Quote only the lines from the top of the listing below down to and including the line with "Hyprland's request socket".

## PROVIDED DATA
+++

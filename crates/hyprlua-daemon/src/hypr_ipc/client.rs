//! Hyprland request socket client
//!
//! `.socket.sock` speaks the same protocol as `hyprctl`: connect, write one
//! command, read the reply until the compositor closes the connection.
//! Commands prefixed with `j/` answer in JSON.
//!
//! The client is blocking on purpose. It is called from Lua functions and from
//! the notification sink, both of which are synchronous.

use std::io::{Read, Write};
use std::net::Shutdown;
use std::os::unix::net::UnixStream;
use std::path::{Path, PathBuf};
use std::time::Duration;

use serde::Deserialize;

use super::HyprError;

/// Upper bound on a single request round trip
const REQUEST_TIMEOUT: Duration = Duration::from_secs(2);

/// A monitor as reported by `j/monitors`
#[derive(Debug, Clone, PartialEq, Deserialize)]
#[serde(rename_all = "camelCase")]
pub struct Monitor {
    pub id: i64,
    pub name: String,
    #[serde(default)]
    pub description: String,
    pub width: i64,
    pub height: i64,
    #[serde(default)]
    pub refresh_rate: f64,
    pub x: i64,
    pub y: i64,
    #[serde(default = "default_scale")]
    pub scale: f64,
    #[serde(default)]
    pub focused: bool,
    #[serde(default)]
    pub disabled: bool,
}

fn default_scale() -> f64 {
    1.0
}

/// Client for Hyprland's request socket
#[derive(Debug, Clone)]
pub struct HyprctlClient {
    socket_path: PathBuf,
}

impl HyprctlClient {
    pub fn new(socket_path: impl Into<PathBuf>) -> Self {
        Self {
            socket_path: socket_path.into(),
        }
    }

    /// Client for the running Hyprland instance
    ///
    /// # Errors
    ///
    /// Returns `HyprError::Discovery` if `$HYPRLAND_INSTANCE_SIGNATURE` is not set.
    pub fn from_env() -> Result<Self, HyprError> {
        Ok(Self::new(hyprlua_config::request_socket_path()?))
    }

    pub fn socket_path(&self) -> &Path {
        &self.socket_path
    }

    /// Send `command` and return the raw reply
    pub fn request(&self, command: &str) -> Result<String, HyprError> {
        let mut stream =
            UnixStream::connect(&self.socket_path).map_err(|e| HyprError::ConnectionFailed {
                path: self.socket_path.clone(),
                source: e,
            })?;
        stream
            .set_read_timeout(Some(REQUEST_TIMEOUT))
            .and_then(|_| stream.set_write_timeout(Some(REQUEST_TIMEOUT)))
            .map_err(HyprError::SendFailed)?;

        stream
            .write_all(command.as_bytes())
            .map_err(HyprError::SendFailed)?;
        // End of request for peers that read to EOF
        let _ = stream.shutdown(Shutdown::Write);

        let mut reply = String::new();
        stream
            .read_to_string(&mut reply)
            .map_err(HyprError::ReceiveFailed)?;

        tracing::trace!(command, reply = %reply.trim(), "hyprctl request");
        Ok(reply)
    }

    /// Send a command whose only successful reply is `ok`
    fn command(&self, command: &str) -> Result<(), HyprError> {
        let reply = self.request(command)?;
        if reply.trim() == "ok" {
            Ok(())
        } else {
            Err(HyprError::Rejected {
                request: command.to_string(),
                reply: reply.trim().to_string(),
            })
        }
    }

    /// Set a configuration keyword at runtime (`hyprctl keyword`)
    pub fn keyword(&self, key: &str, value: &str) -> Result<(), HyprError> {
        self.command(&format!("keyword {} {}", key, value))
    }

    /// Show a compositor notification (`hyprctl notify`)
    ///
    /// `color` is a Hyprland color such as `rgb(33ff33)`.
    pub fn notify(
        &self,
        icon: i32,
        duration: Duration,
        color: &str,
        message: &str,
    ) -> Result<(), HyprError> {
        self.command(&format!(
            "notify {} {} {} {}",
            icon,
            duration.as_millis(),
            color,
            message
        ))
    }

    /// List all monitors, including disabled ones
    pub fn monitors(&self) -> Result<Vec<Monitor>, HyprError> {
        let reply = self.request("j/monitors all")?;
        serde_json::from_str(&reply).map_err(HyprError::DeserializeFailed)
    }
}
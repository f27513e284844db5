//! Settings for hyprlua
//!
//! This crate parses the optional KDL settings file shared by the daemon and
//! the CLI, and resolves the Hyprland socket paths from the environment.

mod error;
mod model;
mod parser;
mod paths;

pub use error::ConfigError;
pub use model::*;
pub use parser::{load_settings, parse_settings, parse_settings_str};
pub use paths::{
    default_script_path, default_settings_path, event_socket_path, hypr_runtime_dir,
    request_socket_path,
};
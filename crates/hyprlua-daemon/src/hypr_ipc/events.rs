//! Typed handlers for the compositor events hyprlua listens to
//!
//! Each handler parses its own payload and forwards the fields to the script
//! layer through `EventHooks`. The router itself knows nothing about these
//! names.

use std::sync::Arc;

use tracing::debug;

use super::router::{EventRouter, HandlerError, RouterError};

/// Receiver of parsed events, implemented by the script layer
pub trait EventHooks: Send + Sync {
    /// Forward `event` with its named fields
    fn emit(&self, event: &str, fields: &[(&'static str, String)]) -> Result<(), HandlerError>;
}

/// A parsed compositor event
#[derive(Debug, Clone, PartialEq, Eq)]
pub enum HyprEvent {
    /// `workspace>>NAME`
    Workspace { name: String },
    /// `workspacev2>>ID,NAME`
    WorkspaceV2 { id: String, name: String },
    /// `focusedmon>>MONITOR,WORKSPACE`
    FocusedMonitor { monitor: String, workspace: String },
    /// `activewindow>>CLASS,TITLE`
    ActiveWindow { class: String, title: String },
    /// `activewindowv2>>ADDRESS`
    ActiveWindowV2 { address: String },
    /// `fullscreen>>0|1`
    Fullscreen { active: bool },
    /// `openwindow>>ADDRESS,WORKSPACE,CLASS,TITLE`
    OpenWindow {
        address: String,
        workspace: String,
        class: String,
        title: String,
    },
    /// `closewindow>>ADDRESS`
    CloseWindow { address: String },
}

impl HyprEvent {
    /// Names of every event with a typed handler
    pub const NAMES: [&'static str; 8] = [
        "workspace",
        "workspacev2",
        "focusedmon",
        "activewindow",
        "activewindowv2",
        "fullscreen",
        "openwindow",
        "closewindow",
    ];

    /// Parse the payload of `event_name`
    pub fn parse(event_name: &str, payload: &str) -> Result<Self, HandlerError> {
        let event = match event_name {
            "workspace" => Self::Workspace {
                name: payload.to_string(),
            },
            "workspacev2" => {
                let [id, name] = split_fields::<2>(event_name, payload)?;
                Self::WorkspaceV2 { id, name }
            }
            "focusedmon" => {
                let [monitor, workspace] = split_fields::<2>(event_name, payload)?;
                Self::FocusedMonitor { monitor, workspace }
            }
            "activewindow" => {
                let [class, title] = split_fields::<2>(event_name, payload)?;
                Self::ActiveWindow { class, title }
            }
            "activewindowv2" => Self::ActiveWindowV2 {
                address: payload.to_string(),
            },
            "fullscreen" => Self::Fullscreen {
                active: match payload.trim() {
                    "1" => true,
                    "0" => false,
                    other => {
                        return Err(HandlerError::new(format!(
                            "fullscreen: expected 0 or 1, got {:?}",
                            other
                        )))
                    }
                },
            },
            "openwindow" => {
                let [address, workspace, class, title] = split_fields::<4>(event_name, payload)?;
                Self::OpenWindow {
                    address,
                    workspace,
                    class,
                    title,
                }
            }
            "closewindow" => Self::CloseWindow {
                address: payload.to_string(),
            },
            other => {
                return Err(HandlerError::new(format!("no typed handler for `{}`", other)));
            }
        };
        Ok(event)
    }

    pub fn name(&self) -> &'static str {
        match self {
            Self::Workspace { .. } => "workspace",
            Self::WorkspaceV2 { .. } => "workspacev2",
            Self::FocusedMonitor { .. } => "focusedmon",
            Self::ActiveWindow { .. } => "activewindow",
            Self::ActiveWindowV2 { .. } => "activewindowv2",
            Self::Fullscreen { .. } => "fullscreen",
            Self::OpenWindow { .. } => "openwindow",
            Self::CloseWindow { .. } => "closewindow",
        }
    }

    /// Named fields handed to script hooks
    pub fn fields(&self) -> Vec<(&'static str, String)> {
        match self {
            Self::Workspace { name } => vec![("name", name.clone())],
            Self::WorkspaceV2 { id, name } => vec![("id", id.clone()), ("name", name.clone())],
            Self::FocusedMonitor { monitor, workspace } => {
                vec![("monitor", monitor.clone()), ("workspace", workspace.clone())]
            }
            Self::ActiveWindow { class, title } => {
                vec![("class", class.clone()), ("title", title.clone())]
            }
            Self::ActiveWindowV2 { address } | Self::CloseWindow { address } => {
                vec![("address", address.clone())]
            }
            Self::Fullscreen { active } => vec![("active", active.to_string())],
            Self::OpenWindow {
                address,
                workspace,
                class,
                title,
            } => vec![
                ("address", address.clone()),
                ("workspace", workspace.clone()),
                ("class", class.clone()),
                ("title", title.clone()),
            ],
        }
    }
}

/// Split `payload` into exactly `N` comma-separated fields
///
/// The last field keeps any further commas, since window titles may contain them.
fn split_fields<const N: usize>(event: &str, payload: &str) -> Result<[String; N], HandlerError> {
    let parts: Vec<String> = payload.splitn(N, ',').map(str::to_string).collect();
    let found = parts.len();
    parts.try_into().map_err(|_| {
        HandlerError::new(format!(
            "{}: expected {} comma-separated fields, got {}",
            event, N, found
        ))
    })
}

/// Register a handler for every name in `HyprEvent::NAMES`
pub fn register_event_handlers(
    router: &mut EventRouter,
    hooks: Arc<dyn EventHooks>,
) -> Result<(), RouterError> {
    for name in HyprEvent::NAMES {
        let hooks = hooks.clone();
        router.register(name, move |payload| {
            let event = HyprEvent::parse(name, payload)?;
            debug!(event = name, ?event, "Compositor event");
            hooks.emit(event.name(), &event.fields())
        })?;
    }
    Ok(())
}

+++

## EXERCISE SOLUTION
filename crates/hyprlua-daemon/src/hypr_ipc/client.rs
//! Hyprland request socket client
//!
//! `.socket.sock` speaks the same protocol as `hyprctl`: connect, write one
//! command, read the reply until the compositor closes the connection.
//! Commands prefixed with `j/` answer in JSON.
//!
//! The client is blocking on purpose. It is called from Lua functions and from
//! the notification sink, both of which are synchronous.

use std::io::{Read, Write};
use std::net::Shutdown;
use std::os::unix::net::UnixStream;
use std::path::{Path, PathBuf};
use std::time::Duration;

use serde::Deserialize;

use super::HyprError;

/// Upper bound on a single request round trip
const REQUEST_TIMEOUT: Duration = Duration::from_secs(2);

/// A monitor as reported by `j/monitors`
#[derive(Debug, Clone, PartialEq, Deserialize)]
#[serde(rename_all = "camelCase")]
pub struct Monitor {
    pub id: i64,
    pub name: String,
    #[serde(default)]
    pub description: String,
    pub width: i64,
    pub height: i64,
    #[serde(default)]
    pub refresh_rate: f64,
    pub x: i64,
    pub y: i64,
    #[serde(default = "default_scale")]
    pub scale: f64,
    #[serde(default)]
    pub focused: bool,
    #[serde(default)]
    pub disabled: bool,
}

fn default_scale() -> f64 {
    1.0
}

/// Client for Hyprland's request socket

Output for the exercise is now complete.